> _Problem_
Return all lines below containing the word "caeruleus".

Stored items
[Start of section]

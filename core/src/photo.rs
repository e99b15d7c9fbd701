//! The outcome of resolving a single photo against the metadata.

use std::{
    fmt,
    path::{Path, PathBuf},
};

use crate::metadata::{BirdEntry, TagSet};

/// Separates the two common names in a photo title.
pub const TITLE_SEPARATOR: &str = " / ";

/// Everything needed to upload one photo and file it into its album.
#[derive(Clone, Debug, PartialEq, Eq)]
pub struct PhotoDetails {
    pub filename: PathBuf,
    pub bird_code: String,
    pub tag_code: String,
    /// `"{common name} / {second common name}"`, also the name of the photo's album
    pub title: String,
    pub description: String,
    pub scientific_name: String,
    /// The common names, then the tag code's tags, then the scientific name
    pub tags: Vec<String>,
}

impl PhotoDetails {
    /// The description given to an album created for this photo.
    #[must_use]
    #[inline]
    pub fn album_description(&self) -> String {
        format!("Scientific name: {}", self.scientific_name)
    }
}

/// Why a photo cannot be uploaded.
#[derive(Clone, Debug, PartialEq, Eq)]
pub enum InvalidReason {
    /// The path isn't `<code>/<code>/<file>` below the photo directory.
    UnexpectedLayout,
    UnknownBird(String),
    UnknownTagCode(String),
    EmptyTagSet(String),
    MissingName { code: String, field: &'static str },
    DegenerateTitle,
    /// A code directory name isn't valid UTF-8, so it can't be looked up.
    NonUtf8Code,
}

impl fmt::Display for InvalidReason {
    #[inline]
    fn fmt(&self, f: &mut fmt::Formatter<'_>) -> fmt::Result {
        match self {
            Self::UnexpectedLayout => write!(
                f,
                "expected the photo to be exactly two directories deep"
            ),
            Self::UnknownBird(code) => write!(f, "bird code \"{code}\" is not in the spreadsheet"),
            Self::UnknownTagCode(code) => {
                write!(f, "tag code \"{code}\" is not in the spreadsheet")
            }
            Self::EmptyTagSet(code) => write!(f, "tag code \"{code}\" has no tags"),
            Self::MissingName { code, field } => write!(f, "bird \"{code}\" has no {field}"),
            Self::DegenerateTitle => write!(f, "both common names are empty"),
            Self::NonUtf8Code => write!(f, "a code directory name is not valid UTF-8"),
        }
    }
}

/// A photo, either ready to upload or with the reason it is not.
#[derive(Clone, Debug, PartialEq, Eq)]
pub enum PhotoRecord {
    Valid(PhotoDetails),
    Invalid {
        filename: PathBuf,
        reason: InvalidReason,
    },
}

impl PhotoRecord {
    /// Combine a photo's bird and tag set into a record, checking that the result is uploadable.
    #[must_use]
    #[inline]
    pub fn from_metadata(filename: PathBuf, bird: &BirdEntry, tag_set: &TagSet) -> Self {
        let title = format!(
            "{}{TITLE_SEPARATOR}{}",
            bird.common_name_a, bird.common_name_b
        );
        let names = [
            ("first common name", &bird.common_name_a),
            ("second common name", &bird.common_name_b),
            ("scientific name", &bird.scientific_name),
        ];

        let problem = if title == TITLE_SEPARATOR {
            Some(InvalidReason::DegenerateTitle)
        } else if let Some(&(field, _)) = names.iter().find(|(_, name)| name.is_empty()) {
            Some(InvalidReason::MissingName {
                code: bird.code.clone(),
                field,
            })
        } else if tag_set.tags.is_empty() {
            Some(InvalidReason::EmptyTagSet(tag_set.code.clone()))
        } else {
            None
        };
        if let Some(reason) = problem {
            return Self::Invalid { filename, reason };
        }

        let tags: Vec<String> = [&bird.common_name_a, &bird.common_name_b]
            .into_iter()
            .chain(&tag_set.tags)
            .chain([&bird.scientific_name])
            .cloned()
            .collect();

        let original = filename
            .file_stem()
            .map(|stem| stem.to_string_lossy().into_owned())
            .unwrap_or_default();
        let description = format!(
            "Scientific name: {}\nOriginal file: {original}",
            bird.scientific_name
        );

        Self::Valid(PhotoDetails {
            filename,
            bird_code: bird.code.clone(),
            tag_code: tag_set.code.clone(),
            title,
            description,
            scientific_name: bird.scientific_name.clone(),
            tags,
        })
    }

    #[must_use]
    #[inline]
    pub fn filename(&self) -> &Path {
        match self {
            Self::Valid(details) => &details.filename,
            Self::Invalid { filename, .. } => filename,
        }
    }

    #[must_use]
    #[inline]
    pub const fn is_valid(&self) -> bool {
        matches!(self, Self::Valid(_))
    }

    #[must_use]
    #[inline]
    pub const fn as_valid(&self) -> Option<&PhotoDetails> {
        match self {
            Self::Valid(details) => Some(details),
            Self::Invalid { .. } => None,
        }
    }

    #[must_use]
    #[inline]
    pub fn into_valid(self) -> Option<PhotoDetails> {
        match self {
            Self::Valid(details) => Some(details),
            Self::Invalid { .. } => None,
        }
    }
}

#[cfg(test)]
mod tests {
    use super::*;
    use crate::test_utils::{blue_tit, forest_winter};

    use pretty_assertions::{assert_eq, assert_str_eq};
    use rstest::rstest;

    #[test]
    fn test_valid_record() {
        let record = PhotoRecord::from_metadata(
            PathBuf::from("root/B1/T1/photo1.jpg"),
            &blue_tit(),
            &forest_winter(),
        );

        let details = record.as_valid().unwrap();
        assert_str_eq!(details.title, "Blåmes / Blue Tit");
        assert_eq!(
            details.tags,
            vec![
                "Blåmes".to_string(),
                "Blue Tit".to_string(),
                "forest".to_string(),
                "winter".to_string(),
                "Cyanistes caeruleus".to_string(),
            ]
        );
        assert!(details.description.contains("Scientific name: Cyanistes caeruleus"));
        assert!(details.description.contains("Original file: photo1"));
        assert_str_eq!(
            details.album_description(),
            "Scientific name: Cyanistes caeruleus"
        );
        assert_eq!(details.bird_code, "B1");
        assert_eq!(details.tag_code, "T1");
    }

    #[rstest]
    #[case::both_names("", "", "Cyanistes caeruleus", InvalidReason::DegenerateTitle)]
    #[case::first_name(
        "",
        "Blue Tit",
        "Cyanistes caeruleus",
        InvalidReason::MissingName { code: "B1".into(), field: "first common name" }
    )]
    #[case::second_name(
        "Blåmes",
        "",
        "Cyanistes caeruleus",
        InvalidReason::MissingName { code: "B1".into(), field: "second common name" }
    )]
    #[case::scientific_name(
        "Blåmes",
        "Blue Tit",
        "",
        InvalidReason::MissingName { code: "B1".into(), field: "scientific name" }
    )]
    fn test_invalid_names(
        #[case] common_name_a: &str,
        #[case] common_name_b: &str,
        #[case] scientific_name: &str,
        #[case] expected: InvalidReason,
    ) {
        let bird = BirdEntry {
            code: "B1".into(),
            common_name_a: common_name_a.into(),
            common_name_b: common_name_b.into(),
            scientific_name: scientific_name.into(),
        };

        let record = PhotoRecord::from_metadata("B1/T1/a.jpg".into(), &bird, &forest_winter());

        assert_eq!(
            record,
            PhotoRecord::Invalid {
                filename: "B1/T1/a.jpg".into(),
                reason: expected,
            }
        );
    }

    #[test]
    fn test_empty_tag_set() {
        let tag_set = TagSet {
            code: "T9".into(),
            tags: vec![],
        };

        let record = PhotoRecord::from_metadata("B1/T9/a.jpg".into(), &blue_tit(), &tag_set);

        assert!(!record.is_valid());
        assert_eq!(record.filename(), Path::new("B1/T9/a.jpg"));
        assert_eq!(record.into_valid(), None);
    }

    #[rstest]
    #[case(InvalidReason::UnknownBird("BX".into()), "bird code \"BX\" is not in the spreadsheet")]
    #[case(InvalidReason::EmptyTagSet("T9".into()), "tag code \"T9\" has no tags")]
    #[case(InvalidReason::NonUtf8Code, "a code directory name is not valid UTF-8")]
    #[case(
        InvalidReason::MissingName { code: "B1".into(), field: "scientific name" },
        "bird \"B1\" has no scientific name"
    )]
    fn test_reason_display(#[case] reason: InvalidReason, #[case] expected: &str) {
        assert_str_eq!(reason.to_string(), expected);
    }
}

[End of section]

> _Response for this exercise_
                "Cyanistes caeruleus".to_string(),
        assert!(details.description.contains("Scientific name: Cyanistes caeruleus"));
            "Scientific name: Cyanistes caeruleus"
    #[case::both_names("", "", "Cyanistes caeruleus", InvalidReason::DegenerateTitle)]
        "Cyanistes caeruleus",
        "Cyanistes caeruleus",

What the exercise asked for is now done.